(Collected data)
_ _ _ _

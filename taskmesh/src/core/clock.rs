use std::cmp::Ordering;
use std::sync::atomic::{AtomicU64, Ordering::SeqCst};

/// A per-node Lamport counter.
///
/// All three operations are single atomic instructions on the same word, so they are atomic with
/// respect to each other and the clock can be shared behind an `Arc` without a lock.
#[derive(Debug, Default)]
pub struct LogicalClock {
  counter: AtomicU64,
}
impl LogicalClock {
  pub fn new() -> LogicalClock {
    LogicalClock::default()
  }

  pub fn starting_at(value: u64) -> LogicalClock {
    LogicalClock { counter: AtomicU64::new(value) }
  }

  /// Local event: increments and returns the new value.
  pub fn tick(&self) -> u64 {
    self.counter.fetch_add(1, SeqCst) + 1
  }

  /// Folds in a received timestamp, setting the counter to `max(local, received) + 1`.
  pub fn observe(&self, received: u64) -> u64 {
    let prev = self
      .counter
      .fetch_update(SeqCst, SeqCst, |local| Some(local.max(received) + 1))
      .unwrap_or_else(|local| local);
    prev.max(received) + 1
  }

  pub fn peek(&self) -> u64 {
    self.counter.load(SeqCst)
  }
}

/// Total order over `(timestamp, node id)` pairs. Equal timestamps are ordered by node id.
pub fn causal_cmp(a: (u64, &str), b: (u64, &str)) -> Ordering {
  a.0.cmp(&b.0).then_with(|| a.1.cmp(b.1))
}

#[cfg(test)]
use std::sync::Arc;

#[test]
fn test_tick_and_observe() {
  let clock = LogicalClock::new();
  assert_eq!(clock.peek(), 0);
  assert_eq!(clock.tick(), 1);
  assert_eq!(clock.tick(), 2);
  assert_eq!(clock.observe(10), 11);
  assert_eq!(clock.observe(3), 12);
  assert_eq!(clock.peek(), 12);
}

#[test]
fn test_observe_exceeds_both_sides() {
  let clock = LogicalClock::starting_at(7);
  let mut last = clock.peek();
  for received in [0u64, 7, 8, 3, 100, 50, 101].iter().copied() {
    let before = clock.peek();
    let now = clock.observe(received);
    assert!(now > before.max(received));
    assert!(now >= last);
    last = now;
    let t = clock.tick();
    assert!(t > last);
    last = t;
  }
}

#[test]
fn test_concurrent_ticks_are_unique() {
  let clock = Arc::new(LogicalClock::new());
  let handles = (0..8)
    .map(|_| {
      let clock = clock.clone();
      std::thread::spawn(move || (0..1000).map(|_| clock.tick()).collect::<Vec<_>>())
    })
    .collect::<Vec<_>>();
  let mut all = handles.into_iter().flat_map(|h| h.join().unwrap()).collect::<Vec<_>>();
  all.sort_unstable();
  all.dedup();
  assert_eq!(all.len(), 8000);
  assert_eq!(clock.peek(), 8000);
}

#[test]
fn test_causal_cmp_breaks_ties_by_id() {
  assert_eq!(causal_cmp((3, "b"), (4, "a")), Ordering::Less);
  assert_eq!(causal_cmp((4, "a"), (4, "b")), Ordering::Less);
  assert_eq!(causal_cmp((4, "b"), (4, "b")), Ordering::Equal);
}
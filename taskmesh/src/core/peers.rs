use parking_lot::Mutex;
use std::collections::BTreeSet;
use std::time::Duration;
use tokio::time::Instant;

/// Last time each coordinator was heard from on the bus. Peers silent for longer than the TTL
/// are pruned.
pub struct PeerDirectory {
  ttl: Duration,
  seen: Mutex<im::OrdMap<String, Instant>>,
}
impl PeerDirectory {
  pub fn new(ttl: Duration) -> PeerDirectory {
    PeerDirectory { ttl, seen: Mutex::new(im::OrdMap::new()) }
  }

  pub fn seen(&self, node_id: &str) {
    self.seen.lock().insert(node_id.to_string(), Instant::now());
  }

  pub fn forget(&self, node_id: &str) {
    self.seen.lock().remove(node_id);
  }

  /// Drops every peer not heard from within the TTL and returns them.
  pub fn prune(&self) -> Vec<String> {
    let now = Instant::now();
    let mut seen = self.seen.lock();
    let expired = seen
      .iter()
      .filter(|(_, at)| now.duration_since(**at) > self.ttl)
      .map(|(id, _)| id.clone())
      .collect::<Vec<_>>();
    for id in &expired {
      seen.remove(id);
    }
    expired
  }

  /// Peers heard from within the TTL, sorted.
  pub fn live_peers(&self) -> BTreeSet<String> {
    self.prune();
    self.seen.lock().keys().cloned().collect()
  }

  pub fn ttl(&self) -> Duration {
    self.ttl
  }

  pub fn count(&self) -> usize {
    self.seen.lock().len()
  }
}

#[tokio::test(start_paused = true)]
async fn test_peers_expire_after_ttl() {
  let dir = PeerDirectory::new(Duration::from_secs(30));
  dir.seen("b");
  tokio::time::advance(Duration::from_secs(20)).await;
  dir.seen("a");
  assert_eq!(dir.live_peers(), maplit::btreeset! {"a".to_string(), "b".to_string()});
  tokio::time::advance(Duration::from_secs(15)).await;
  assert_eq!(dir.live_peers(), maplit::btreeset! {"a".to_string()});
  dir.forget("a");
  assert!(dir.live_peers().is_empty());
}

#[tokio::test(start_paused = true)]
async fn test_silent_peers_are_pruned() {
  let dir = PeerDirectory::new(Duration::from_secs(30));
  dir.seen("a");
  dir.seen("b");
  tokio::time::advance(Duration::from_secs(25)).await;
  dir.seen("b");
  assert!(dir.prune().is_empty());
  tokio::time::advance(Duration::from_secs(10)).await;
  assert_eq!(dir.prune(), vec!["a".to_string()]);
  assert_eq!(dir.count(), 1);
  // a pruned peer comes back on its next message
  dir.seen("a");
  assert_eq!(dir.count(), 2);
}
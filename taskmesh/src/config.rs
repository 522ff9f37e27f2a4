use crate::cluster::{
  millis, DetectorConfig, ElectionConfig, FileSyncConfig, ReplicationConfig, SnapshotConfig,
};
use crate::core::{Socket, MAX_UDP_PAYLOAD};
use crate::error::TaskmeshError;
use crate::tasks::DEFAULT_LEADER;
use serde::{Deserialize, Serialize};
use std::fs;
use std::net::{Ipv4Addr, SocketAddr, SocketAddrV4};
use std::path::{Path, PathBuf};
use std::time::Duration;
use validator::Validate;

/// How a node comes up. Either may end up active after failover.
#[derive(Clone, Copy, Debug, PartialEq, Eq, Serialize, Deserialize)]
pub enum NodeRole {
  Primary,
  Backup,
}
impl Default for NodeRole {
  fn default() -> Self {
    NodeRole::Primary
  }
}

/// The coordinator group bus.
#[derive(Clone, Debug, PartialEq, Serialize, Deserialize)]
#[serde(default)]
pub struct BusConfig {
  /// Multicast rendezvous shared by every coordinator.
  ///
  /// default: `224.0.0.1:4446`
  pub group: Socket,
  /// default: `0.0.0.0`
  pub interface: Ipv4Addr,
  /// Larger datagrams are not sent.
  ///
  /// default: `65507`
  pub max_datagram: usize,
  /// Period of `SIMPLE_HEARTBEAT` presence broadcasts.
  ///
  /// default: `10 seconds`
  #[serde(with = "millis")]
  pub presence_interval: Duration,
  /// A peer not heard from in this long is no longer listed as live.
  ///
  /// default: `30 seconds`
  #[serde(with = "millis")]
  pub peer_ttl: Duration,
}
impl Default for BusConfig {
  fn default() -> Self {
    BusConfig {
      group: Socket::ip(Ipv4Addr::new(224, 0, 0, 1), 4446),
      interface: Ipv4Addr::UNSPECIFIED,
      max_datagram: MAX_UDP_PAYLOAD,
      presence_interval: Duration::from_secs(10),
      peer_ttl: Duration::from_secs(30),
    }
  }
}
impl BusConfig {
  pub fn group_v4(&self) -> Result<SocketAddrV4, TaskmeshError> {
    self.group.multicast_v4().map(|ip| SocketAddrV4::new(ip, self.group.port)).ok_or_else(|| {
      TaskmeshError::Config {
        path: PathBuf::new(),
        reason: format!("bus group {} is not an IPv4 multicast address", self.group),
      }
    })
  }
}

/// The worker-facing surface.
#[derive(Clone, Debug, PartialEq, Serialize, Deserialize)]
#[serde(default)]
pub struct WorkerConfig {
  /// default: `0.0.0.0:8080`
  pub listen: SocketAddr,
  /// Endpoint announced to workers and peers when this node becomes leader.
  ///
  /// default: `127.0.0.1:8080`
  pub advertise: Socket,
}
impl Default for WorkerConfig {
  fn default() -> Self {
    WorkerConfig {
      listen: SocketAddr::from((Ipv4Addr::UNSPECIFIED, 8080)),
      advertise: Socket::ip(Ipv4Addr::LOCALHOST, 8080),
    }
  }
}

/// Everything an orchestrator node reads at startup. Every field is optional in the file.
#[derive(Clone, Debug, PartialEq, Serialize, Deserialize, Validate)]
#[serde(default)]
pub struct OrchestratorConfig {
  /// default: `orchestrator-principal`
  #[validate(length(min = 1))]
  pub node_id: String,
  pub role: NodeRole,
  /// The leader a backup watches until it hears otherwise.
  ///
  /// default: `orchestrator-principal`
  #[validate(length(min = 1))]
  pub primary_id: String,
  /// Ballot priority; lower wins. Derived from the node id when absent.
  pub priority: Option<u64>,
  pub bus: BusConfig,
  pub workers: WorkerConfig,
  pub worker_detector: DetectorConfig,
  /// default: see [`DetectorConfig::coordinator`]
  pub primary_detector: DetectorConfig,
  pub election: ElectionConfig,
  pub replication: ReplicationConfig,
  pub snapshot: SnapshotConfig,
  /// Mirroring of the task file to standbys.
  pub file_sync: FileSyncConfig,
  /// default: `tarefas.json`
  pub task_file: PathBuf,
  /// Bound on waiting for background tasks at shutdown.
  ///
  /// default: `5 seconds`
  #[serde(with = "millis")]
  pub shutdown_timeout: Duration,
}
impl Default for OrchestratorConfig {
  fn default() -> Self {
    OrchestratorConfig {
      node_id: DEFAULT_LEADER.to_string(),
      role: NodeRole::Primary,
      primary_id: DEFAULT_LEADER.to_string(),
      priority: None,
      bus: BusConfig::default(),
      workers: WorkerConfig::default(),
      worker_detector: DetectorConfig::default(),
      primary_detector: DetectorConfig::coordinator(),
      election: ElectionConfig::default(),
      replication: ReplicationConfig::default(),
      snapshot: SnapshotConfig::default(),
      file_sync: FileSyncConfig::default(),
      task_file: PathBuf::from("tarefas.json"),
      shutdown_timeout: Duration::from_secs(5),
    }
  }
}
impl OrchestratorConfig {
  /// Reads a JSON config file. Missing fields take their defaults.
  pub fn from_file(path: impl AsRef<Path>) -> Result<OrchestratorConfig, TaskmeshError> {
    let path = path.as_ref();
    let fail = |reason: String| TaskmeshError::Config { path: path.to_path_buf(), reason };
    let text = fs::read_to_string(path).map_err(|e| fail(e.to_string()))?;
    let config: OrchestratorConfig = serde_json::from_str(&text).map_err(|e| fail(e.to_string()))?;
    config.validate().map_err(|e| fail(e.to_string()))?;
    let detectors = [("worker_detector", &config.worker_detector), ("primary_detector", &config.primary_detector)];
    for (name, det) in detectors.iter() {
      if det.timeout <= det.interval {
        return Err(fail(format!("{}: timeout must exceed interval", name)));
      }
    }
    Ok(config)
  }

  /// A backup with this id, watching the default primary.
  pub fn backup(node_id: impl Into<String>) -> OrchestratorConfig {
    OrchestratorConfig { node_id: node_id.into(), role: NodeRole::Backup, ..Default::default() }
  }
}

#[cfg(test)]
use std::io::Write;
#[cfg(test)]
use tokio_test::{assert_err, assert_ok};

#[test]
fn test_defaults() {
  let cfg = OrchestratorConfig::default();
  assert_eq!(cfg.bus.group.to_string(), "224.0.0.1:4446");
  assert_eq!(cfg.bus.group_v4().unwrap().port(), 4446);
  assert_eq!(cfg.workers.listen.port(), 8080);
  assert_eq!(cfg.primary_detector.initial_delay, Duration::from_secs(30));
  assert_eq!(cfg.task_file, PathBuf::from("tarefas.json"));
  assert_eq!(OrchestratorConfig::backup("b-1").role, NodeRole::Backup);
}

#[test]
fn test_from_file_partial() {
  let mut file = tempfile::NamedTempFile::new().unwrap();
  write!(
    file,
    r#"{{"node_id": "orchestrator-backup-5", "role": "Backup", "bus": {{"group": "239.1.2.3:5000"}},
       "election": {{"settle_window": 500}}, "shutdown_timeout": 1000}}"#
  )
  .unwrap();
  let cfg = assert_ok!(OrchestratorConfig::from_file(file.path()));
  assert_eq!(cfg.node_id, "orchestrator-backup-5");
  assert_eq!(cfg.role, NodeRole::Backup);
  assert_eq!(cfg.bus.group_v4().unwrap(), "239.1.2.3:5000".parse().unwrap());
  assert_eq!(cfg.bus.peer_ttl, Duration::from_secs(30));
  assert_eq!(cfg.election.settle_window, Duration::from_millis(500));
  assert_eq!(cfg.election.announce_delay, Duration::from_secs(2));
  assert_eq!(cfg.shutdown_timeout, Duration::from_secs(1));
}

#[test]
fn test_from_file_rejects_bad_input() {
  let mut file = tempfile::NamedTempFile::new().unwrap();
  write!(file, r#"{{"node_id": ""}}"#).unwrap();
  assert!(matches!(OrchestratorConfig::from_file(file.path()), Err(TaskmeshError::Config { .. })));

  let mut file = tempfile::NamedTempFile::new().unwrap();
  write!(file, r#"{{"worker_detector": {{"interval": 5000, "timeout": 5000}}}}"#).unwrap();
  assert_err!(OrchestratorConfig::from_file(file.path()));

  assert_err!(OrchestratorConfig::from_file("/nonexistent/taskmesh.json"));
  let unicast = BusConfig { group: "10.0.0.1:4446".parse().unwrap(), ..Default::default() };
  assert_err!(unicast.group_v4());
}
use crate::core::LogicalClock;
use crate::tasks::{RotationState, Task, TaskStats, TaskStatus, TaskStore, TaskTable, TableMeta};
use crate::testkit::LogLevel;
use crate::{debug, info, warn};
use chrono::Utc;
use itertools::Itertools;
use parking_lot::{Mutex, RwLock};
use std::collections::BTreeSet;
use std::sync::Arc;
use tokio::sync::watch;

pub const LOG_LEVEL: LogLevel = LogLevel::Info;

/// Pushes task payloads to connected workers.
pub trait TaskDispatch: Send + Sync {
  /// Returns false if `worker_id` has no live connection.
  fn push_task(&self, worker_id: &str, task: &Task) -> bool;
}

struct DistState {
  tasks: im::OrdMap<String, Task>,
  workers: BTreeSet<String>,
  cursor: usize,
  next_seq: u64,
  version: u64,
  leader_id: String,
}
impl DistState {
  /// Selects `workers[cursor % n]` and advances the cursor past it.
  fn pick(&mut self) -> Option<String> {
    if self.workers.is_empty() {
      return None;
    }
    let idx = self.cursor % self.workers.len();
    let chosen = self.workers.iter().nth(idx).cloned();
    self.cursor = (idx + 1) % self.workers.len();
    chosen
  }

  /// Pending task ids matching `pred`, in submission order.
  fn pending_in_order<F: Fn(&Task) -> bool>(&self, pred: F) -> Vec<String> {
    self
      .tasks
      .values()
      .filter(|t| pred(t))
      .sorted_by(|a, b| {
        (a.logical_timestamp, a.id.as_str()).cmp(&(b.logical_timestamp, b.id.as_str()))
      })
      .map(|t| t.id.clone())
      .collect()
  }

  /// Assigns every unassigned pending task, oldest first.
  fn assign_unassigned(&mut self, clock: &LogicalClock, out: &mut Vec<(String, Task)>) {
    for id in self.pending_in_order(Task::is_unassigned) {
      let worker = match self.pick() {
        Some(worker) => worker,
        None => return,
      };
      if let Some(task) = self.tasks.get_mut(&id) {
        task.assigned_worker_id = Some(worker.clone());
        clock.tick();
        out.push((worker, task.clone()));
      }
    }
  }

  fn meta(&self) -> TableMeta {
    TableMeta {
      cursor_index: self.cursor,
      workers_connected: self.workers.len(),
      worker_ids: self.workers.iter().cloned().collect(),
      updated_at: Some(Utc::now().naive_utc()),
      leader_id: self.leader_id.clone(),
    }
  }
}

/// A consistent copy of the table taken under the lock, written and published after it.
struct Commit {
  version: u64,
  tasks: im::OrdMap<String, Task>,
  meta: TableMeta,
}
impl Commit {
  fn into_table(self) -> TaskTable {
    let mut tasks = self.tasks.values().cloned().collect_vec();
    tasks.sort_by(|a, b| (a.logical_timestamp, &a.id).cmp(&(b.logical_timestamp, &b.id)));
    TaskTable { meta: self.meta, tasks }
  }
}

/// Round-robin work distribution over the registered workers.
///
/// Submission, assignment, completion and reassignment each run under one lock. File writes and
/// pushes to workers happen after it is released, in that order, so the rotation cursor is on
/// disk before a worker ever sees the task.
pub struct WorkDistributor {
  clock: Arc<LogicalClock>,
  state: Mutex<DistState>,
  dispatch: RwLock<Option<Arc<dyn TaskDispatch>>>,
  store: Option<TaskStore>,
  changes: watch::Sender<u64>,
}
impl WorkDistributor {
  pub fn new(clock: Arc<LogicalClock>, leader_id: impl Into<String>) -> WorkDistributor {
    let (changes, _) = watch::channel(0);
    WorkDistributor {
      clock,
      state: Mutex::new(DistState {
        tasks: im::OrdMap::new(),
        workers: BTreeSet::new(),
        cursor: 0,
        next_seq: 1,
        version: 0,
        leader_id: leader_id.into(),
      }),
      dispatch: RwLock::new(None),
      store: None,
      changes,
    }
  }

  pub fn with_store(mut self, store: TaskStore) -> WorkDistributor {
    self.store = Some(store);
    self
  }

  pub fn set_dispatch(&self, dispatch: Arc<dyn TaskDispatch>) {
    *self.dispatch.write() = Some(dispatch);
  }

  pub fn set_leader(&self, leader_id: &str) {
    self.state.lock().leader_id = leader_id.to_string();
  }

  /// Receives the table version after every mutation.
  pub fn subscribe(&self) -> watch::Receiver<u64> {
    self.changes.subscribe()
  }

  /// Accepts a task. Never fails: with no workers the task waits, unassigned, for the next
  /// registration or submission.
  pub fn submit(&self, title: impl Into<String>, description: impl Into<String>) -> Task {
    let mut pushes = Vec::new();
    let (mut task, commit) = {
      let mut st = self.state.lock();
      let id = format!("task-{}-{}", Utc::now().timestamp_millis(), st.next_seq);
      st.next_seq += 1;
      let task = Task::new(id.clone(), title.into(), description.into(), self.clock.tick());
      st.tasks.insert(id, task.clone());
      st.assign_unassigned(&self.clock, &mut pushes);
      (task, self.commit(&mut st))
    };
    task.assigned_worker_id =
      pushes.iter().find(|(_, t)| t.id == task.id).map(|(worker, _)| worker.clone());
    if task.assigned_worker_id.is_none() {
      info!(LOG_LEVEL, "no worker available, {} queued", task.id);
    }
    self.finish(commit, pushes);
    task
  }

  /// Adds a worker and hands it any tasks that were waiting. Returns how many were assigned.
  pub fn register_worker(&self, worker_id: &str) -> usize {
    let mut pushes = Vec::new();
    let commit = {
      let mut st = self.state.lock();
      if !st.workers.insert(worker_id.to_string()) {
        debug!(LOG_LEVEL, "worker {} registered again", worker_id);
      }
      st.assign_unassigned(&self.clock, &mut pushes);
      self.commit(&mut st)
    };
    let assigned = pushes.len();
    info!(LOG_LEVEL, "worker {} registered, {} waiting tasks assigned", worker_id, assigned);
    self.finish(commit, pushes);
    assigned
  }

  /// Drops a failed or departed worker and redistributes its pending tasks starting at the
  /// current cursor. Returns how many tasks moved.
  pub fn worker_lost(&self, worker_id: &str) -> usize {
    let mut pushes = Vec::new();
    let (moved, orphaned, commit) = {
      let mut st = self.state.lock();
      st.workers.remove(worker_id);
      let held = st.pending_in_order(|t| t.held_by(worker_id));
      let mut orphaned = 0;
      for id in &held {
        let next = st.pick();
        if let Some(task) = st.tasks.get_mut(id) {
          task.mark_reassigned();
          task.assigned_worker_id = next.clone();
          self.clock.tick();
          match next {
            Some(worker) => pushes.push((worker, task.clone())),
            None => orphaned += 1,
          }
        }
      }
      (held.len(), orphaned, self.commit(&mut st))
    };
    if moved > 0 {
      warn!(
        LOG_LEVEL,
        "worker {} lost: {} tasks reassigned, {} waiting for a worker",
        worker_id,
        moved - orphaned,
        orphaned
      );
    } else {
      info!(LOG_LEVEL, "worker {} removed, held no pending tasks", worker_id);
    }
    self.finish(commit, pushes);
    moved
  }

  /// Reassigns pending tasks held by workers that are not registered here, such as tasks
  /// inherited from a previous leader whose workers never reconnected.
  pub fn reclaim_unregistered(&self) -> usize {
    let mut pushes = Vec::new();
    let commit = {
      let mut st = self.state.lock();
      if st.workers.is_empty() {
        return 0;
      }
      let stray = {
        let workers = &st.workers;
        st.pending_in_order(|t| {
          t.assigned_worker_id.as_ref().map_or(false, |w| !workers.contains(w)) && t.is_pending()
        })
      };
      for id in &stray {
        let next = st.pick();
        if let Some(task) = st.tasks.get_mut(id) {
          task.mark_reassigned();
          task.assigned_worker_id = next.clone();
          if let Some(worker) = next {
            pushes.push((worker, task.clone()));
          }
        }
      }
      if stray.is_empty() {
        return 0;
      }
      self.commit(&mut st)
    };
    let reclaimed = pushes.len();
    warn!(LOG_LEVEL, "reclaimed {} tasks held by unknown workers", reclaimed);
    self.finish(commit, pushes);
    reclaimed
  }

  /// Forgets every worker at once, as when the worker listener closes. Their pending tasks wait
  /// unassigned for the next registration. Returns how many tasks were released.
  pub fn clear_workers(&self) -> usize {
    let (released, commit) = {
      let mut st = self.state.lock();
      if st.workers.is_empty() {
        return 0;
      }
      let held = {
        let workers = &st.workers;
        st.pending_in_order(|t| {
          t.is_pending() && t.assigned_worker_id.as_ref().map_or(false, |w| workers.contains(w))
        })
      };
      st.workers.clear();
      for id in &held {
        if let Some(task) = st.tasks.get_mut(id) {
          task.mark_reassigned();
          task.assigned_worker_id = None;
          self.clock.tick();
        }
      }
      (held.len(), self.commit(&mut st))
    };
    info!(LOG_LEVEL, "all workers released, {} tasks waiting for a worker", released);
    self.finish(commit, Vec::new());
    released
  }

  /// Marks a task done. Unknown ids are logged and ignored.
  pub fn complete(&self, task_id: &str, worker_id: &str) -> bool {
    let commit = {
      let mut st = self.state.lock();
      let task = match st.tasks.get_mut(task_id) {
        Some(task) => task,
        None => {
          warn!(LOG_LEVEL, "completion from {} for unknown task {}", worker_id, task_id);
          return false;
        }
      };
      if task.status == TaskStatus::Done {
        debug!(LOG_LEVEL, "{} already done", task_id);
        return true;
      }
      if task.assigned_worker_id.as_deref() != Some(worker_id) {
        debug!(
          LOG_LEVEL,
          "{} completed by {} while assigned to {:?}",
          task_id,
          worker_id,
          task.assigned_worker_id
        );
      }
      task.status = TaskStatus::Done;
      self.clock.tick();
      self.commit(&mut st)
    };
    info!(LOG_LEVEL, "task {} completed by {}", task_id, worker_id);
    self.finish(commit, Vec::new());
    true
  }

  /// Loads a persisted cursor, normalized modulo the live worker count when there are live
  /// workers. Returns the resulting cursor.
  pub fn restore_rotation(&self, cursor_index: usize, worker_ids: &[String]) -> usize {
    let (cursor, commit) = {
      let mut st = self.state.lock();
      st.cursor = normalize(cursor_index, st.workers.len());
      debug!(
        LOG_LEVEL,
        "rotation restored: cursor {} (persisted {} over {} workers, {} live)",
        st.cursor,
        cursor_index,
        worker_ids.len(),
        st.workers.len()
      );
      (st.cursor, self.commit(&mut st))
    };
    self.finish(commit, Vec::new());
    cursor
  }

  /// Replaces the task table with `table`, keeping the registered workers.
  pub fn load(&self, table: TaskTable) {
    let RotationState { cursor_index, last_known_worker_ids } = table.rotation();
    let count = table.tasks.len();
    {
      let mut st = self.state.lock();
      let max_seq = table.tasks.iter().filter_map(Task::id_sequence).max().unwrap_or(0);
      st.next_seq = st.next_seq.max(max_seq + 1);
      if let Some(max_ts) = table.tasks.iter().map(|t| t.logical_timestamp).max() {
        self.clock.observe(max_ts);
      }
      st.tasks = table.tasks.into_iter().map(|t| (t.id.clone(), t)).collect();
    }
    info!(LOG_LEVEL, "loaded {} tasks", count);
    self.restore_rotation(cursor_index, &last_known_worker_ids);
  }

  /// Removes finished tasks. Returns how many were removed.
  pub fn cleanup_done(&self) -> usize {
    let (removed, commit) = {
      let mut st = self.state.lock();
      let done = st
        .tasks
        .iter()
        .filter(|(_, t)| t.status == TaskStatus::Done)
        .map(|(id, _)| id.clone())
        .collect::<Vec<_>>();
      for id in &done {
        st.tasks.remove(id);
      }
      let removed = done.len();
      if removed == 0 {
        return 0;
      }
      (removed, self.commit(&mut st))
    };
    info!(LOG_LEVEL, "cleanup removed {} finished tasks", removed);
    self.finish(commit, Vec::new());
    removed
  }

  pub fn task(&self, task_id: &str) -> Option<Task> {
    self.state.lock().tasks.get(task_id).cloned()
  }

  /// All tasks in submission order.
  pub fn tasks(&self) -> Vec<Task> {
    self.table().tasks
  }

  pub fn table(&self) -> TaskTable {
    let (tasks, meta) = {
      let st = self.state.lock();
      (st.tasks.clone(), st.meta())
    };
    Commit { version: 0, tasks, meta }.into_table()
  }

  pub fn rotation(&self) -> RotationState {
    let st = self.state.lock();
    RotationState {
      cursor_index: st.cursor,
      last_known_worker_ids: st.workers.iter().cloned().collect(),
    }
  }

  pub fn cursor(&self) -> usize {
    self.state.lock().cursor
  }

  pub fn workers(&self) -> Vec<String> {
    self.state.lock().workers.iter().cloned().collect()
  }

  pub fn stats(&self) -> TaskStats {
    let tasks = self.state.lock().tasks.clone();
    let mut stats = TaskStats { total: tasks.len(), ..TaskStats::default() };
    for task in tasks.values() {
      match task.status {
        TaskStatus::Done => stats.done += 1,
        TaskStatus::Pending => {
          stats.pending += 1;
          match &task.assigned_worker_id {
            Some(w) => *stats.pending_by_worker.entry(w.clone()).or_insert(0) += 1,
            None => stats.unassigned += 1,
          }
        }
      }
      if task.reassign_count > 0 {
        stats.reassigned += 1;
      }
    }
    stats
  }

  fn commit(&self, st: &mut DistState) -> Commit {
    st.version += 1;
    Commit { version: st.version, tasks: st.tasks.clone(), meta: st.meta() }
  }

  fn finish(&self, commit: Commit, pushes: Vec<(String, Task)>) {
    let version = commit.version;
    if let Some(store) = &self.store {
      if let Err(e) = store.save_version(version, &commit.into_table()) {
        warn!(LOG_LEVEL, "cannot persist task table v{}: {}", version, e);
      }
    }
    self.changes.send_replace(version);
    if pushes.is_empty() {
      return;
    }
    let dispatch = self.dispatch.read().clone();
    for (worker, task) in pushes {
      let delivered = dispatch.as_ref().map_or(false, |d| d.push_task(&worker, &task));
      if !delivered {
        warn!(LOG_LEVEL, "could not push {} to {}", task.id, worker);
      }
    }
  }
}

_ _ _ _

* What you should do *
Find the lines above that contain "TableMeta" and give their count, with nothing added.

* Written reply *
4